**Exercise aim**
Say how many lines below have "large" in them, giving the number alone.

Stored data
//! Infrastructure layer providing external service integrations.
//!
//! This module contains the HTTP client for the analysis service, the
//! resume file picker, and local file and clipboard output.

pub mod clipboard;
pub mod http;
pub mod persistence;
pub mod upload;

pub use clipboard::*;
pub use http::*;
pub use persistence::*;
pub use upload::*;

---

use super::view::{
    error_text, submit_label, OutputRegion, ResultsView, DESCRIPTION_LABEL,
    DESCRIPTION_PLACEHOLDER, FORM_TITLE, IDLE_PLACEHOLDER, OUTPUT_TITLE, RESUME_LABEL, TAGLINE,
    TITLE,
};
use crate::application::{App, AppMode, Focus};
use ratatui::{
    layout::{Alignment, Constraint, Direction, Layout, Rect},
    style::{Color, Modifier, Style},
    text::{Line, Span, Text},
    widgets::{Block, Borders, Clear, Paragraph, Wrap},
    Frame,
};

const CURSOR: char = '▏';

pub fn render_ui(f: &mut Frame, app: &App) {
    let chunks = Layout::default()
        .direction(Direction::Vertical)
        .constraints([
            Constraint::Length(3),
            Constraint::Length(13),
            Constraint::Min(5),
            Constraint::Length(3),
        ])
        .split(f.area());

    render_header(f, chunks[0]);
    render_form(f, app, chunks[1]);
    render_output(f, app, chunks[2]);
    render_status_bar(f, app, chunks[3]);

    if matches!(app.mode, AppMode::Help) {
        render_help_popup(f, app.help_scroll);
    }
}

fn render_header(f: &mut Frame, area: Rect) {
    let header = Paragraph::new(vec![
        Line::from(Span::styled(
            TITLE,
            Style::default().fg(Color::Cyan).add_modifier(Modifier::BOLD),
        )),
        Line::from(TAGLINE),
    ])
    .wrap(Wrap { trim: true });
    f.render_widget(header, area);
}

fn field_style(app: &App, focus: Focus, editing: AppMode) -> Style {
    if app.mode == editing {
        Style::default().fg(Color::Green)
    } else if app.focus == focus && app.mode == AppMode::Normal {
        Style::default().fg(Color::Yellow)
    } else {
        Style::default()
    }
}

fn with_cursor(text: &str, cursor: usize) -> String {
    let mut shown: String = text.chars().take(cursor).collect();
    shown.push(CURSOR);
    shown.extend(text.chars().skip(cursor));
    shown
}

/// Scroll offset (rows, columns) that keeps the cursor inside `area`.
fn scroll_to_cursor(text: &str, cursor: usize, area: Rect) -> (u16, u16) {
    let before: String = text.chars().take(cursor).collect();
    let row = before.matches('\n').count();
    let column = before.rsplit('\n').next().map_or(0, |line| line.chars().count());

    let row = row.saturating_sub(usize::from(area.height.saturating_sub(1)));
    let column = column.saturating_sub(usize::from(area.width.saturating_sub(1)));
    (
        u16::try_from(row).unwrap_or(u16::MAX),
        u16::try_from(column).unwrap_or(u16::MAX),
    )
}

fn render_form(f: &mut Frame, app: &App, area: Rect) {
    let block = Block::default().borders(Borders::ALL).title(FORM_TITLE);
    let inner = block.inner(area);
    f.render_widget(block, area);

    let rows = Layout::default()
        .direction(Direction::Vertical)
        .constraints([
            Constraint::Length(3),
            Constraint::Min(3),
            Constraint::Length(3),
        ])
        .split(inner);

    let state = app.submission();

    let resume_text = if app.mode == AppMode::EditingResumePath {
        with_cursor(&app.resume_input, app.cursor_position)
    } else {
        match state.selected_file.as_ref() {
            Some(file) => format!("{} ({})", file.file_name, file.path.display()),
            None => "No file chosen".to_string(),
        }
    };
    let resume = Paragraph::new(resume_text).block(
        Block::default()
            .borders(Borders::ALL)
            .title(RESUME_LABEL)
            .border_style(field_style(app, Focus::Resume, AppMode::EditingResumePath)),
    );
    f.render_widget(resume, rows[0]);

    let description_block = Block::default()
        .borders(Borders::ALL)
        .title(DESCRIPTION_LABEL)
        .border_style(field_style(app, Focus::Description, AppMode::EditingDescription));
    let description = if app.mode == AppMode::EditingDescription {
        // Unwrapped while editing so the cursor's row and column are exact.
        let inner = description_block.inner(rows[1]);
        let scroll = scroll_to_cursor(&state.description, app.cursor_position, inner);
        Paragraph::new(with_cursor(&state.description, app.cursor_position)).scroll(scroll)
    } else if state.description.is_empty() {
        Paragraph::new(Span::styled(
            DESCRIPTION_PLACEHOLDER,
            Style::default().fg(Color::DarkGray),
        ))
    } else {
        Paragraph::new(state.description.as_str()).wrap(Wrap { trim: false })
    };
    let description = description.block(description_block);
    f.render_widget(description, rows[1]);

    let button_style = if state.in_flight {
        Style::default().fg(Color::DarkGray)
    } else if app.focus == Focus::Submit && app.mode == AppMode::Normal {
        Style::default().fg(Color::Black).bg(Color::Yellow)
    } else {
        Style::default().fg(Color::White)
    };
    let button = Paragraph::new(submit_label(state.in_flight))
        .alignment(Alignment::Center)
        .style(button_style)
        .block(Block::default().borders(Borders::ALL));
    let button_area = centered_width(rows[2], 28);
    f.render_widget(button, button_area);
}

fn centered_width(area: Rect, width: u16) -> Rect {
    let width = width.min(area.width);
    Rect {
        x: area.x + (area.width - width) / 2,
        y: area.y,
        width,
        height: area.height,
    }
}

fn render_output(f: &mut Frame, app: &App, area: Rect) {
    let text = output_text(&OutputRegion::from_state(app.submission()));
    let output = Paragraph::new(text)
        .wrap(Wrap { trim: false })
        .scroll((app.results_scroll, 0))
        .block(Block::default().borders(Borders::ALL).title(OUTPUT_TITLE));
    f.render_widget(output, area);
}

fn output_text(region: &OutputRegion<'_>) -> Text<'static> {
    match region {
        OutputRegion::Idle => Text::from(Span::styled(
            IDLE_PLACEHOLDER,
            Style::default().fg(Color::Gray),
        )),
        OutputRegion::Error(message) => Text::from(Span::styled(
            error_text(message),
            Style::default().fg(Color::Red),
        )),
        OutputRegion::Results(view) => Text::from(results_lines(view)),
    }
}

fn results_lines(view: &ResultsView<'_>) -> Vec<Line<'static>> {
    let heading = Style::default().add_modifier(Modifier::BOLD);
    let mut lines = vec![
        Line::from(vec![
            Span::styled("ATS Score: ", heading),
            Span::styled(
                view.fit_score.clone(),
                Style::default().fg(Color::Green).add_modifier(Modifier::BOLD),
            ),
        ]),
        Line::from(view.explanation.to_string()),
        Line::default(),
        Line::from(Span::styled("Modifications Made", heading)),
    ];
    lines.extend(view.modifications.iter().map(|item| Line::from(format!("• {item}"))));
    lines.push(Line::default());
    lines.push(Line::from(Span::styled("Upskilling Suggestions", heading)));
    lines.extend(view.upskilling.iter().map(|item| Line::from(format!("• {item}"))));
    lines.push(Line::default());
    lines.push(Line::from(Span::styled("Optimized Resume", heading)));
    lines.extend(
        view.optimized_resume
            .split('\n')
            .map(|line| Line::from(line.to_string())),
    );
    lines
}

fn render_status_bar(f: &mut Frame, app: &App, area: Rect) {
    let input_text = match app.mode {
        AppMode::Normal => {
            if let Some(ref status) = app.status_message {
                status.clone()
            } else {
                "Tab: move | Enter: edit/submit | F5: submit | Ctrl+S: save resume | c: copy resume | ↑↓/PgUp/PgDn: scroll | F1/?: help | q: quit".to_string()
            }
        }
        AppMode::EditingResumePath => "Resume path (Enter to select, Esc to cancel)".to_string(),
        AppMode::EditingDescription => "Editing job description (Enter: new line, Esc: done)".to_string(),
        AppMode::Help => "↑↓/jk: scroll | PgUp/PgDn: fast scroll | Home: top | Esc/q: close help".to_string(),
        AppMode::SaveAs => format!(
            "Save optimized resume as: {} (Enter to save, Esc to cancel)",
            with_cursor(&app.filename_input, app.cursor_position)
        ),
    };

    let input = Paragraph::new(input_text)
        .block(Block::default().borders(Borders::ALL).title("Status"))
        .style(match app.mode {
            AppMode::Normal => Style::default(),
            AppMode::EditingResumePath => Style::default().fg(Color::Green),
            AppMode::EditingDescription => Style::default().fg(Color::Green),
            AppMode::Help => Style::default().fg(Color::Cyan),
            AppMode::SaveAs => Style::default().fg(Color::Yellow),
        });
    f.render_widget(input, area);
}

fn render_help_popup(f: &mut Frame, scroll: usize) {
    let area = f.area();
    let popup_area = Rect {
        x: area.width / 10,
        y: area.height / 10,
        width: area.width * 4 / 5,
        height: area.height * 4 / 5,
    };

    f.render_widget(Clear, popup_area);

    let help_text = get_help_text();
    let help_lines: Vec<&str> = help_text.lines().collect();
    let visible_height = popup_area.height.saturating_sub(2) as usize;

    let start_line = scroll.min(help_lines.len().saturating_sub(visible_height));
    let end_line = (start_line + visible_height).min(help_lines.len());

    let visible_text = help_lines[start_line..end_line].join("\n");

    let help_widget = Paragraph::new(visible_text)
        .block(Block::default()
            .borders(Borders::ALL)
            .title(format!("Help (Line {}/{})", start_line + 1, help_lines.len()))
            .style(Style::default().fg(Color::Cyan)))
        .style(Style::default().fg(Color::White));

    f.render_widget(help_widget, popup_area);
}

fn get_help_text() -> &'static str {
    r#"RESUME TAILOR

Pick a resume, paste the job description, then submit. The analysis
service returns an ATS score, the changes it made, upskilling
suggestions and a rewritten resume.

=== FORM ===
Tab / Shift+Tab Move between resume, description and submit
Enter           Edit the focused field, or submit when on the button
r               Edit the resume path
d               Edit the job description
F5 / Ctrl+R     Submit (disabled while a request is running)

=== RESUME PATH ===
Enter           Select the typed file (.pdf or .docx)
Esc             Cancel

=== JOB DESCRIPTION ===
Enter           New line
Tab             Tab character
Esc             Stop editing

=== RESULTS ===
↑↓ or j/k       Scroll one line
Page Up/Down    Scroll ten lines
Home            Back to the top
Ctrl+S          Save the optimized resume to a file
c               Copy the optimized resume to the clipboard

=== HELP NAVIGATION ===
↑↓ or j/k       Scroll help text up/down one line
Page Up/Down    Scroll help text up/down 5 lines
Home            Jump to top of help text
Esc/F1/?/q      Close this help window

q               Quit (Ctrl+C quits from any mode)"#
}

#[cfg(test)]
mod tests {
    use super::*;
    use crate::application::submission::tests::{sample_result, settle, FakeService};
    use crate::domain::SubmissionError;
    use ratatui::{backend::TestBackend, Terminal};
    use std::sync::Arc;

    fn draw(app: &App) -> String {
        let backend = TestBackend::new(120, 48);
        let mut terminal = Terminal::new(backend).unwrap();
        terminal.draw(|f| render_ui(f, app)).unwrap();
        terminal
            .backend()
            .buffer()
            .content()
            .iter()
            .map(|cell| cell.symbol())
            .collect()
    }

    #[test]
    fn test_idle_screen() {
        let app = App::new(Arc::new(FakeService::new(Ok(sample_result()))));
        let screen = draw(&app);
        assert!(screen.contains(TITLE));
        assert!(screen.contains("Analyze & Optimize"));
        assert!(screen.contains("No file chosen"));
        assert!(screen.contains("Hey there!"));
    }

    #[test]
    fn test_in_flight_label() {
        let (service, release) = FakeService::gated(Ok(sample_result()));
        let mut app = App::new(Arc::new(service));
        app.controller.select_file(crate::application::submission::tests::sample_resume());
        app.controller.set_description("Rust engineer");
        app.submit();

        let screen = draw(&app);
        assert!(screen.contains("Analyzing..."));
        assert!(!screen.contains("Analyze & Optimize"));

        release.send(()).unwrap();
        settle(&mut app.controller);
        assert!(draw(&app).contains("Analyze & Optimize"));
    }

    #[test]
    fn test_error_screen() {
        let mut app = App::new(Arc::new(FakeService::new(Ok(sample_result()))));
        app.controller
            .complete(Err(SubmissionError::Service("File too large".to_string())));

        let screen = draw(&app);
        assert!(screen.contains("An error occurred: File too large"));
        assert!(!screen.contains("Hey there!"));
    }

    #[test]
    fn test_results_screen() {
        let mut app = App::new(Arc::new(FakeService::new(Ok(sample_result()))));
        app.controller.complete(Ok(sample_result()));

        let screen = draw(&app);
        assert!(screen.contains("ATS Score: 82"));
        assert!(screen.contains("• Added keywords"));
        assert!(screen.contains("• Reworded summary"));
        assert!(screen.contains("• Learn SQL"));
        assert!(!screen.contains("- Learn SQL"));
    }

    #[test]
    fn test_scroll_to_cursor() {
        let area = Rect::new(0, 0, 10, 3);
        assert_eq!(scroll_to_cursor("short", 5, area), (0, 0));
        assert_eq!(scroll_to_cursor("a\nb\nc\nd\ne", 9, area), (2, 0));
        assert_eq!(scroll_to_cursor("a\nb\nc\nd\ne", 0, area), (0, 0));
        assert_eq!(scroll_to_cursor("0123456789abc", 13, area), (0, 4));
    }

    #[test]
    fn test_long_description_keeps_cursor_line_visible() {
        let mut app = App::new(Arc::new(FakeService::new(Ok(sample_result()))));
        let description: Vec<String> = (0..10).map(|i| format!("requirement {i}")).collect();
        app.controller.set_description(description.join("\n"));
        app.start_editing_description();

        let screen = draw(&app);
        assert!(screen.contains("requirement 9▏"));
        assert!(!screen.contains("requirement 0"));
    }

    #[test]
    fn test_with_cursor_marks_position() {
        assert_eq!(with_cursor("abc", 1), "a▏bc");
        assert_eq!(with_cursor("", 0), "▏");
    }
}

**Solution for this task**
2